Birth order is a person's rank by age among their siblings. Typically, researchers classify siblings as "eldest", "middle child", and "youngest" or simply distinguish between "first-born" and "later-born" children.

Birth order is commonly believed in pop psychology and popular culture to have a profound and lasting effect on psychological development and personality. For example, firstborns are seen as conservative and high-achieving, middle children as natural mediators, and youngest children as charming and outgoing. Despite its lasting presence in the public domain, studies have failed to consistently produce clear, valid, compelling findings; therefore, it has earned the title of a pseudo-psychology amongst the scientific psychological community.

===History===
The theorizing and study of birth order can be traced back to Francis Galton's (1822–1911) theory of birth order and eminence and Alfred Adler's (1870–1937) theory of birth order and personality characteristics.

==== Galton ====
In his book English Men of Science: Their Nature and Nurture (1874), Galton noted that prominent composers and scientists are over-represented as first-borns. He theorized three main reasons as to why first-borns are generally more eminent:
1. Primogeniture laws: first-borns have access to their parents' financial resources to continue their education.
2. First-borns are given more responsibility than their younger siblings and are treated more as companions by their parents.
3. First-borns are given more attention and nourishment in families with limited financial resources.

====Adler====
- First Borns: Fulfilling family roles of leadership and authority, obedient of protocol and hierarchy. Seek out and prefer order, structure and adherence to norms and rules. They partake in goal-striving behaviour as their lives are centred around achievement and accomplishment themes. They fear the loss of their position in the top of the hierarchy.
- Middle Children: Feel like outcasts of families as they lack primacy of the first child and the "attention garnering recency" of the youngest. These children often go to great lengths to de-identify themselves with their siblings, in an attempt to make a different and individualized identity for themselves as they feel like they were "squeezed out" of their families.
- Youngest Children: Feel disadvantaged compared to older siblings, are often perceived as less capable or experienced and are therefore indulged and spoiled. Because of this, they are skilled in coaxing/charming others to do things for them or provide. This contributes to the image of them being popular and outgoing, as they engage in attention-seeking behaviour to meet their needs.

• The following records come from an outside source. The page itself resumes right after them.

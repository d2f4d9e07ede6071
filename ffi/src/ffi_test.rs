use std::ffi::{CStr, CString};

use super::*;

type TestResult<T = ()> = std::result::Result<T, String>;

/// Turns a call's result into its error message, releasing it.
fn check(result: FfiResult) -> TestResult {
    if result.success {
        return Ok(());
    }
    // SAFETY: failed results carry a NUL-terminated message allocated by this library.
    let message = unsafe { CStr::from_ptr(result.error_message) }
        .to_string_lossy()
        .into_owned();
    // SAFETY: the message is released exactly once.
    unsafe { free_error_message(result) };
    Err(message)
}

/// Copies a library buffer and releases it.
fn take_buffer(data: *mut u8, len: usize) -> Vec<u8> {
    // SAFETY: `data` and `len` were returned together by one library call.
    let copy = unsafe { std::slice::from_raw_parts(data, len) }.to_vec();
    // SAFETY: released exactly once.
    unsafe { free_buffer(data, len) };
    copy
}

fn buffer_call(f: impl FnOnce(*mut *mut u8, *mut usize) -> FfiResult) -> TestResult<Vec<u8>> {
    let mut data = std::ptr::null_mut();
    let mut len = 0;
    check(f(&mut data, &mut len))?;
    Ok(take_buffer(data, len))
}

struct Member {
    credential: CredentialContext,
    signer: SignerContext,
}

impl Member {
    fn new(name: &str) -> TestResult<Self> {
        let name = CString::new(name).map_err(|e| e.to_string())?;
        let mut credential = CredentialContext::default();
        let mut signer = SignerContext::default();
        // SAFETY: every pointer is valid for the duration of the call.
        check(unsafe { generate_credential(name.as_ptr(), &mut credential, &mut signer) })?;
        Ok(Self { credential, signer })
    }

    fn key_package(&self) -> TestResult<KeyPackageContext> {
        let mut key_package = KeyPackageContext::default();
        // SAFETY: every pointer is valid for the duration of the call.
        check(unsafe { generate_key_package(&self.signer, &self.credential, &mut key_package) })?;
        Ok(key_package)
    }

    fn create_group(&self) -> TestResult<GroupContext> {
        let mut group = GroupContext::default();
        // SAFETY: every pointer is valid for the duration of the call.
        check(unsafe { create_mls_group(&self.signer, &self.credential, &mut group) })?;
        Ok(group)
    }

    fn release(self) {
        free_credential(self.credential);
        free_signer(self.signer);
    }
}

fn add(
    group: &mut GroupContext,
    signer: &SignerContext,
    key_packages: &[KeyPackageContext],
) -> TestResult<WelcomeContext> {
    let pointers: Vec<*const KeyPackageContext> =
        key_packages.iter().map(std::ptr::from_ref).collect();
    let mut welcome = WelcomeContext::default();
    // SAFETY: every pointer is valid for the duration of the call.
    check(unsafe {
        add_members(
            group,
            signer,
            pointers.as_ptr(),
            pointers.len(),
            &mut welcome,
        )
    })?;
    Ok(welcome)
}

fn merge(group: &mut GroupContext) -> TestResult {
    // SAFETY: the pointer is valid for the duration of the call.
    check(unsafe { merge_pending_commit(group) })
}

fn ratchet_tree(group: &GroupContext) -> TestResult<Vec<u8>> {
    // SAFETY: every pointer is valid for the duration of the call.
    buffer_call(|data, len| unsafe { export_ratchet_tree(group, data, len) })
}

/// Moves a welcome through its wire encoding, then stages and completes the join.
fn join(welcome: &WelcomeContext, tree: &[u8]) -> TestResult<GroupContext> {
    // SAFETY: every pointer is valid for the duration of the call.
    let raw = buffer_call(|data, len| unsafe { serialize_welcome(welcome, data, len) })?;
    let mut received = WelcomeContext::default();
    // SAFETY: every pointer is valid for the duration of the call.
    check(unsafe { deserialize_welcome(raw.as_ptr(), raw.len(), &mut received) })?;

    let mut staged = StagedWelcomeContext::default();
    // SAFETY: every pointer is valid for the duration of the call.
    let staged_result =
        check(unsafe { create_staged_welcome(&received, tree.as_ptr(), tree.len(), &mut staged) });
    free_welcome(received);
    staged_result?;

    let mut group = GroupContext::default();
    // SAFETY: every pointer is valid for the duration of the call.
    check(unsafe { complete_group_join(&mut staged, &mut group) })?;
    assert_eq!(staged, StagedWelcomeContext::default(), "staged welcome is consumed");
    Ok(group)
}

fn encrypt(
    group: &mut GroupContext,
    signer: &SignerContext,
    plaintext: &[u8],
) -> TestResult<Vec<u8>> {
    // SAFETY: every pointer is valid for the duration of the call.
    buffer_call(|data, len| unsafe {
        encrypt_message(group, signer, plaintext.as_ptr(), plaintext.len(), data, len)
    })
}

fn send(group: &mut GroupContext, text: &str) -> TestResult<Vec<u8>> {
    let text = CString::new(text).map_err(|e| e.to_string())?;
    // SAFETY: every pointer is valid for the duration of the call.
    buffer_call(|data, len| unsafe { send_message(group, text.as_ptr(), data, len) })
}

fn decrypt(group: &mut GroupContext, message: &[u8]) -> TestResult<Vec<u8>> {
    // SAFETY: every pointer is valid for the duration of the call.
    buffer_call(|data, len| unsafe {
        decrypt_message(group, message.as_ptr(), message.len(), data, len)
    })
}

fn pending_commit(group: &GroupContext) -> TestResult<Vec<u8>> {
    let mut message = MlsMessageOutContext::default();
    // SAFETY: every pointer is valid for the duration of the call.
    check(unsafe { get_pending_commit(group, &mut message) })?;
    // SAFETY: every pointer is valid for the duration of the call.
    let raw = buffer_call(|data, len| unsafe { serialize_message_out(&message, data, len) });
    free_message_out(message);
    raw
}

fn apply(group: &mut GroupContext, commit: &[u8]) -> TestResult {
    // SAFETY: every pointer is valid for the duration of the call.
    check(unsafe { apply_commit(group, commit.as_ptr(), commit.len()) })
}

#[test]
fn test_default_ciphersuite() {
    assert_eq!(get_default_ciphersuite(), 1, "X25519, AES-128-GCM, SHA-256, Ed25519");
}

#[test]
fn test_two_members_exchange_messages() -> TestResult {
    let alice = Member::new("alice")?;
    let bob = Member::new("bob")?;

    let mut alice_group = alice.create_group()?;
    let bob_key_package = bob.key_package()?;
    let welcome = add(&mut alice_group, &alice.signer, &[bob_key_package])?;
    merge(&mut alice_group)?;
    let mut bob_group = join(&welcome, &ratchet_tree(&alice_group)?)?;
    free_welcome(welcome);
    free_key_package(bob_key_package);

    let message = send(&mut alice_group, "hello bob")?;
    assert_eq!(decrypt(&mut bob_group, &message)?, b"hello bob", "bob reads alice");

    let reply = encrypt(&mut bob_group, &bob.signer, b"hello alice")?;
    assert_eq!(decrypt(&mut alice_group, &reply)?, b"hello alice", "alice reads bob");

    // Bob's signer is now bound to his group.
    let again = send(&mut bob_group, "bound")?;
    assert_eq!(decrypt(&mut alice_group, &again)?, b"bound", "send_message after encrypt");

    let err = decrypt(&mut bob_group, &message).err().unwrap_or_default();
    assert!(err.starts_with("ReplayDetected"), "replay: {err}");

    free_group(alice_group);
    free_group(bob_group);
    alice.release();
    bob.release();
    Ok(())
}

#[test]
fn test_join_with_tree_from_welcome() -> TestResult {
    let alice = Member::new("alice")?;
    let bob = Member::new("bob")?;

    let mut alice_group = alice.create_group()?;
    let welcome = add(&mut alice_group, &alice.signer, &[bob.key_package()?])?;
    merge(&mut alice_group)?;

    let mut bob_group = join(&welcome, &[])?;
    let message = send(&mut alice_group, "no tree needed")?;
    assert_eq!(
        decrypt(&mut bob_group, &message)?,
        b"no tree needed",
        "tree came from the welcome"
    );

    Ok(())
}

#[test]
fn test_third_member_follows_commit() -> TestResult {
    let alice = Member::new("alice")?;
    let bob = Member::new("bob")?;
    let carol = Member::new("carol")?;

    let mut alice_group = alice.create_group()?;
    let welcome = add(&mut alice_group, &alice.signer, &[bob.key_package()?])?;
    merge(&mut alice_group)?;
    let mut bob_group = join(&welcome, &ratchet_tree(&alice_group)?)?;

    let welcome = add(&mut alice_group, &alice.signer, &[carol.key_package()?])?;
    let commit = pending_commit(&alice_group)?;
    merge(&mut alice_group)?;
    apply(&mut bob_group, &commit)?;
    let mut carol_group = join(&welcome, &ratchet_tree(&alice_group)?)?;

    assert_eq!(
        ratchet_tree(&bob_group)?,
        ratchet_tree(&carol_group)?,
        "bob and carol agree on the tree"
    );

    let message = encrypt(&mut carol_group, &carol.signer, b"hi all")?;
    assert_eq!(decrypt(&mut alice_group, &message)?, b"hi all", "alice reads carol");
    assert_eq!(decrypt(&mut bob_group, &message)?, b"hi all", "bob reads carol");

    let err = apply(&mut bob_group, &commit).err().unwrap_or_default();
    assert!(err.starts_with("StaleEpoch"), "commit applied twice: {err}");

    let err = pending_commit(&alice_group).err().unwrap_or_default();
    assert!(err.starts_with("NoPendingCommit"), "nothing staged: {err}");

    Ok(())
}

#[test]
fn test_key_package_round_trip() -> TestResult {
    let bob = Member::new("bob")?;
    let key_package = bob.key_package()?;

    // SAFETY: every pointer is valid for the duration of the call.
    let raw = buffer_call(|data, len| unsafe { serialize_key_package(&key_package, data, len) })?;
    let mut decoded = KeyPackageContext::default();
    // SAFETY: every pointer is valid for the duration of the call.
    check(unsafe { deserialize_key_package(raw.as_ptr(), raw.len(), &mut decoded) })?;
    assert_ne!(decoded, key_package, "decoding makes a new handle");

    // SAFETY: every pointer is valid for the duration of the call.
    let err = check(unsafe { deserialize_key_package(raw.as_ptr(), raw.len() - 1, &mut decoded) })
        .err()
        .unwrap_or_default();
    assert!(err.starts_with("SerializationError"), "truncated key package: {err}");

    Ok(())
}

#[test]
fn test_key_package_reuse_is_rejected() -> TestResult {
    let alice = Member::new("alice")?;
    let bob = Member::new("bob")?;

    let mut group = alice.create_group()?;
    let key_package = bob.key_package()?;
    add(&mut group, &alice.signer, &[key_package])?;
    merge(&mut group)?;

    let err = add(&mut group, &alice.signer, &[key_package])
        .err()
        .unwrap_or_default();
    assert!(err.starts_with("InvalidKeyPackage"), "second add: {err}");

    Ok(())
}

#[test]
fn test_mismatched_signer_and_credential() -> TestResult {
    let alice = Member::new("alice")?;
    let bob = Member::new("bob")?;

    let mut group = GroupContext::default();
    // SAFETY: every pointer is valid for the duration of the call.
    let err = check(unsafe { create_mls_group(&alice.signer, &bob.credential, &mut group) })
        .err()
        .unwrap_or_default();
    assert!(err.starts_with("SignatureError"), "bob's credential with alice's signer: {err}");

    let mut key_package = KeyPackageContext::default();
    // SAFETY: every pointer is valid for the duration of the call.
    let err = check(unsafe {
        generate_key_package_with_ciphersuite(7, &alice.signer, &alice.credential, &mut key_package)
    })
    .err()
    .unwrap_or_default();
    assert!(err.starts_with("CiphersuiteUnsupported"), "unknown suite: {err}");

    Ok(())
}

#[test]
fn test_unsupported_ciphersuite() -> TestResult {
    let name = CString::new("eve").map_err(|e| e.to_string())?;
    let mut credential = CredentialContext::default();
    let mut signer = SignerContext::default();

    // SAFETY: every pointer is valid for the duration of the call.
    let err = check(unsafe {
        generate_credential_with_ciphersuite(name.as_ptr(), 0x0003, &mut credential, &mut signer)
    })
    .err()
    .unwrap_or_default();
    assert!(err.starts_with("CiphersuiteUnsupported"), "suite 3: {err}");

    Ok(())
}

#[test]
fn test_released_and_null_handles() -> TestResult {
    let alice = Member::new("alice")?;
    let mut group = alice.create_group()?;
    free_group(group);
    // Releasing twice is ignored.
    free_group(group);

    let err = merge(&mut group).err().unwrap_or_default();
    assert!(err.starts_with("ResourceMisuse"), "released group: {err}");

    let err = ratchet_tree(&GroupContext::default()).err().unwrap_or_default();
    assert!(err.starts_with("ResourceMisuse"), "zeroed group: {err}");

    // SAFETY: a null group pointer is rejected before anything is read.
    let err = check(unsafe { merge_pending_commit(std::ptr::null_mut()) })
        .err()
        .unwrap_or_default();
    assert!(err.starts_with("ResourceMisuse"), "null group: {err}");

    let mut credential = CredentialContext::default();
    let mut signer = SignerContext::default();
    // SAFETY: a null identity is rejected before anything is written.
    let err = check(unsafe {
        generate_credential(std::ptr::null(), &mut credential, &mut signer)
    })
    .err()
    .unwrap_or_default();
    assert!(err.starts_with("ResourceMisuse"), "null identity: {err}");

    let group = alice.create_group()?;
    // SAFETY: a null output is rejected before anything is written.
    let err =
        check(unsafe { export_ratchet_tree(&group, std::ptr::null_mut(), std::ptr::null_mut()) })
            .err()
            .unwrap_or_default();
    assert!(err.starts_with("ResourceMisuse"), "null output: {err}");

    Ok(())
}

#[test]
fn test_send_message_needs_a_bound_signer() -> TestResult {
    let alice = Member::new("alice")?;
    let bob = Member::new("bob")?;

    let mut alice_group = alice.create_group()?;
    let welcome = add(&mut alice_group, &alice.signer, &[bob.key_package()?])?;
    merge(&mut alice_group)?;
    let mut bob_group = join(&welcome, &[])?;

    let err = send(&mut bob_group, "who am I").err().unwrap_or_default();
    assert!(err.starts_with("ResourceMisuse"), "joined group has no signer yet: {err}");

    let err = encrypt(&mut bob_group, &alice.signer, b"spoof")
        .err()
        .unwrap_or_default();
    assert!(err.starts_with("SignatureError"), "alice's signer in bob's group: {err}");

    Ok(())
}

=== Contemporary findings ===
The flaws and inconsistencies in birth order research eliminate its validity. It is very difficult to control solely for factors related to birth order, and therefore most studies produce ambiguous results. Embedded into theories of birth order is a debate of nature versus nurture. It has been disproved that there is something innate in the position one is born into, and therefore creating a preset role. Birth order has no genetic basis.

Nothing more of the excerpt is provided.